Exercise description: Set out exactly every line of the entries below, starting at the line that holds "numbers stay drawn." and stopping after the line that holds "assert_eq!(unique.len(), 75);".

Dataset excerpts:
^^^^
//! Logging setup for binaries embedding the hall.

use tracing_subscriber::layer::SubscriberExt;
use tracing_subscriber::util::SubscriberInitExt;
use tracing_subscriber::EnvFilter;

/// Installs a `fmt` subscriber filtered by `RUST_LOG`, falling back to
/// `default_filter` when the variable is unset or malformed.
///
/// Safe to call more than once; only the first call installs anything.
///
/// ```no_run
/// bingo::telemetry::init_tracing("info,bingo_engine=debug");
/// tracing::info!("hall opening");
/// ```
pub fn init_tracing(default_filter: &str) {
    let filter =
        EnvFilter::try_from_default_env().unwrap_or_else(|_| EnvFilter::new(default_filter));

    let fmt_layer = tracing_subscriber::fmt::layer().with_target(true);

    if tracing_subscriber::registry()
        .with(filter)
        .with(fmt_layer)
        .try_init()
        .is_ok()
    {
        tracing::debug!("tracing initialized");
    }
}
#[tokio::test]
async fn test_new_games_skip_ids_already_stored() {
    let hall = hall().await;
    // Games left behind by an earlier process.
    for id in [1, 2] {
        let stored = StoredGame {
            game: Game {
                id: GameId(id),
                creator: CREATOR,
                status: GameStatus::Finished,
                card_price: 100,
                pot: 0,
                sold_cards: 0,
                drawn_numbers: vec![],
                winner: None,
                created_at: 0,
                started_at: None,
                ended_at: Some(0),
            },
            settings: settings(2),
            cards: vec![],
        };
        hall.store.insert_game(&stored).await.unwrap();
    }

    let game = hall.registry.create_game(CREATOR, settings(2)).await.unwrap();
    assert_eq!(game.id, GameId(3));
    assert_eq!(hall.store.len().await, 3);
    assert_eq!(
        hall.registry.game(GameId(1)).await.unwrap().status,
        GameStatus::Finished
    );
}

#[tokio::test]
async fn test_stored_card_with_blank_cell_claims_full_card() {
    let hall = hall().await;
    // Row 2 has a blank in column 1 besides the free centre.
    let grid: Grid = [
        [1, 16, 31, 46, 61],
        [2, 17, 32, 47, 62],
        [3, 0, 33, 48, 63],
        [4, 19, 34, 49, 64],
        [5, 20, 35, 50, 65],
    ];
    let game_id = GameId(700);
    let card = |id: u64, owner: u64, grid: Grid| Card {
        id: CardId(id),
        game_id,
        owner: pid(owner),
        grid,
        price: 100,
        is_winner: false,
        refunded: false,
        payout: 0,
    };
    let stored = StoredGame {
        game: Game {
            id: game_id,
            creator: CREATOR,
            status: GameStatus::Running,
            card_price: 100,
            pot: 200,
            sold_cards: 2,
            drawn_numbers: grid.iter().flatten().copied().filter(|&n| n != 0).collect(),
            winner: None,
            created_at: 0,
            started_at: Some(0),
            ended_at: None,
        },
        settings: settings(2),
        cards: vec![card(7_000, 2, grid), card(7_001, 3, grid_b())],
    };
    assert_eq!(stored.game.drawn_numbers.len(), 24);
    hall.store.insert_game(&stored).await.unwrap();

    let payout = hall
        .registry
        .claim_win(game_id, CardId(7_000), pid(2))
        .await
        .unwrap();
    assert_eq!(payout.claimant, pid(2));
    assert_eq!(payout.category, WinCategory::FullCard);
    assert!(payout.categories.contains(&WinCategory::FullCard));
    assert_eq!(payout.amount, 80);
    assert_eq!(hall.wallet.balance(pid(2)).await, 1_080);

    let game = hall.registry.game(game_id).await.unwrap();
    assert_eq!(game.status, GameStatus::Finished);
    assert_eq!(game.winner, Some(CardId(7_000)));
}

#[tokio::test]
async fn test_shutdown_then_rehydrate_resumes_draws() {
    let hall = hall().await;
    let (game_id, _, _) = running_game(&hall).await;
    for _ in 0..10 {
        hall.registry.draw_next(game_id, CREATOR).await.unwrap();
    }
    let before = hall.registry.game(game_id).await.unwrap().drawn_numbers;

    hall.registry.shutdown().await;
    assert!(hall.registry.active_games().await.is_empty());

    // Rehydrated from the store: the ten numbers stay drawn.
    for _ in 0..65 {
        hall.registry.draw_next(game_id, CREATOR).await.unwrap();
    }
    let after = hall.registry.game(game_id).await.unwrap().drawn_numbers;
    assert_eq!(&after[..10], before.as_slice());
    let unique: std::collections::HashSet<u8> = after.iter().copied().collect();
    assert_eq!(unique.len(), 75);

    let err = hall.registry.draw_next(game_id, CREATOR).await.unwrap_err();
    assert!(matches!(err, EngineError::PoolExhausted));
}

#[tokio::test]
async fn test_store_holds_the_committed_game() {
    let hall = hall().await;
    let (game_id, card_a, _) = running_game(&hall).await;
    draw_all(&hall.registry, game_id).await;
    hall.registry.claim_win(game_id, card_a, pid(2)).await.unwrap();

    let stored = hall.store.load_game(game_id).await.unwrap().unwrap();
    assert_eq!(stored.game.status, GameStatus::Finished);
    let winners: Vec<_> = stored.cards.iter().filter(|c| c.is_winner).collect();
    assert_eq!(winners.len(), 1);
    assert_eq!(winners[0].id, card_a);

    // Replaying the payout key is a no-op.
    let key = bingo_engine::payout_key(game_id, card_a);
    hall.wallet.credit(pid(2), 80, &key).await.unwrap();
    assert_eq!(hall.wallet.balance(pid(2)).await, 980);
}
^^^^
Your solution:
    // Rehydrated from the store: the ten numbers stay drawn.
    for _ in 0..65 {
        hall.registry.draw_next(game_id, CREATOR).await.unwrap();
    }
    let after = hall.registry.game(game_id).await.unwrap().drawn_numbers;
    assert_eq!(&after[..10], before.as_slice());
    let unique: std::collections::HashSet<u8> = after.iter().copied().collect();
    assert_eq!(unique.len(), 75);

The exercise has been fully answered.